Nur rechte Meinung?
Kontroverse um Autor Tellkamp geht weiter
Dresden Die Leipziger Buchmesse beginnt erst am Donnerstag, aber schon jetzt ist klar, dass es dabei auch um ein besonderes Thema gehen wird: den Umgang des Literaturbetriebes mit rechten Verlagen, rechten Autoren und dem Recht auf freie Meinungsäußerung. Wie schwer dabei eine Grenzziehung fällt, zeigt die Kontroverse um den Schriftsteller Uwe Tellkamp. Im Diskurs mit dem Lyriker Durs Grünbein hatte Tellkamp Positionen geäußert, wie sie auch von der AfD und der ausländerfeindlichen Pegida vertreten werden.
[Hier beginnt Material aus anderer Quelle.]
//! [`ResourceBackend`] over the Kubernetes API.

use kube::{
	api::{Api, DeleteParams, DynamicObject, ListParams, PostParams, Preconditions},
	Client,
};

use crate::{
	backend::{BackendError, ResourceBackend},
	kind::ResourceKind,
};

/// Resource backend talking to a Kubernetes API server.
#[derive(Clone)]
pub struct KubeBackend {
	client: Client,
}

impl std::fmt::Debug for KubeBackend {
	fn fmt(&self, f: &mut std::fmt::Formatter<'_>) -> std::fmt::Result {
		f.debug_struct("KubeBackend").finish_non_exhaustive()
	}
}

impl KubeBackend {
	pub fn new(client: Client) -> Self {
		Self { client }
	}

	/// Create a dynamic API for the given kind.
	///
	/// The namespace is ignored for cluster-scoped kinds.
	fn api(&self, kind: &ResourceKind, namespace: Option<&str>) -> Api<DynamicObject> {
		let ar = kind.api_resource();
		match namespace.filter(|_| kind.is_namespaced()) {
			Some(ns) => Api::namespaced_with(self.client.clone(), ns, &ar),
			None => Api::all_with(self.client.clone(), &ar),
		}
	}
}

fn classify(error: kube::Error) -> BackendError {
	match error {
		kube::Error::Api(ref status) if status.code == 404 => BackendError::NotFound,
		kube::Error::Api(ref status) if status.code == 409 && status.reason == "AlreadyExists" => {
			BackendError::AlreadyExists
		}
		kube::Error::Api(ref status) if status.code == 409 => BackendError::Conflict {
			message: status.message.clone(),
		},
		kube::Error::Api(ref status) => BackendError::Rejected {
			code: status.code,
			reason: status.reason.clone(),
			message: status.message.clone(),
		},
		kube::Error::SerdeError(source) => BackendError::Serialization(source),
		other => BackendError::Transport(Box::new(other)),
	}
}

fn name_of(object: &DynamicObject) -> &str {
	object.metadata.name.as_deref().unwrap_or_default()
}

impl ResourceBackend for KubeBackend {
	async fn list(
		&self,
		kind: &ResourceKind,
		namespace: &str,
		selector: &str,
	) -> Result<Vec<DynamicObject>, BackendError> {
		let list = self
			.api(kind, Some(namespace))
			.list(&ListParams::default().labels(selector))
			.await
			.map_err(classify)?;
		Ok(list.items)
	}

	async fn get(
		&self,
		kind: &ResourceKind,
		namespace: Option<&str>,
		name: &str,
	) -> Result<Option<DynamicObject>, BackendError> {
		self.api(kind, namespace)
			.get_opt(name)
			.await
			.map_err(classify)
	}

	async fn create(
		&self,
		kind: &ResourceKind,
		object: &DynamicObject,
	) -> Result<DynamicObject, BackendError> {
		self.api(kind, object.metadata.namespace.as_deref())
			.create(&PostParams::default(), object)
			.await
			.map_err(classify)
	}

	async fn replace(
		&self,
		kind: &ResourceKind,
		object: &DynamicObject,
	) -> Result<DynamicObject, BackendError> {
		self.api(kind, object.metadata.namespace.as_deref())
			.replace(name_of(object), &PostParams::default(), object)
			.await
			.map_err(classify)
	}

	async fn delete(
		&self,
		kind: &ResourceKind,
		namespace: Option<&str>,
		name: &str,
		uid: Option<&str>,
	) -> Result<(), BackendError> {
		let params = DeleteParams {
			preconditions: uid.map(|uid| Preconditions {
				uid: Some(uid.to_string()),
				resource_version: None,
			}),
			..DeleteParams::default()
		};
		self.api(kind, namespace)
			.delete(name, &params)
			.await
			.map(|_| ())
			.map_err(classify)
	}
}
Bei diesem Thema geht schon lange ein Riss quer durch die sächsische Gesellschaft und wohl auch durch die Literaten Tellkamp und Grünbein. Wohlgemerkt: Der Streit der beiden Dresdner im Kulturpalast war so geplant und im Titel der Podiumsdiskussion bereits schwarz auf weiß zu lesen: „Streitbar! Wie frei sind wir mit unseren Meinungen?“
Die Empörung setzte erst richtig ein, als der Suhrkamp-Verlag am Freitag auf die Äußerungen Tellkamps reagierte und sich auf Twitter von seinem Autor distanzierte. Der Erfolgsroman „Der Turm“war 2008 bei Suhrkamp erschienen. Bei der Debatte vor mehreren hundert Zuschauern hatte Tellkamp zu den Motiven von Flüchtlingen unter anderem gesagt: „Die meisten fliehen nicht vor Krieg und Verfolgung, sondern kommen her, um in die Sozialsysteme einzuwandern, über 95 Prozent.“
Nach dem Suhrkamp-Tweet sah sich Sachsens Ministerpräsident Michael Kretschmer genötigt, Tellkamp zur Seite zu springen. Der Schriftsteller, sagte der CDU-Politiker, sei ihm als kritische Stimme willkommen. Der Regierungschef wünscht sich eine Diskussion in der Sache und warnt: „Wenn ein Streitgespräch zur Verurteilung einer Person führt, darf man sich nicht wundern, wenn keine offene Debatte mehr geführt wird.“Sachsens Kunstministerin Eva-Maria Stange sieht das mit dem sachlichen Diskurs im Fall Tellkamp anders. Die SPD-Politikerin gesteht dem Autor zwar seine „Privatmeinung“zu, stellt aber klar: „Verallgemeinerungen dieser Art geben denen Futter, die mit ausländerfeindlichen Parolen das gesellschaftliche Klima vergiften.“(dpa)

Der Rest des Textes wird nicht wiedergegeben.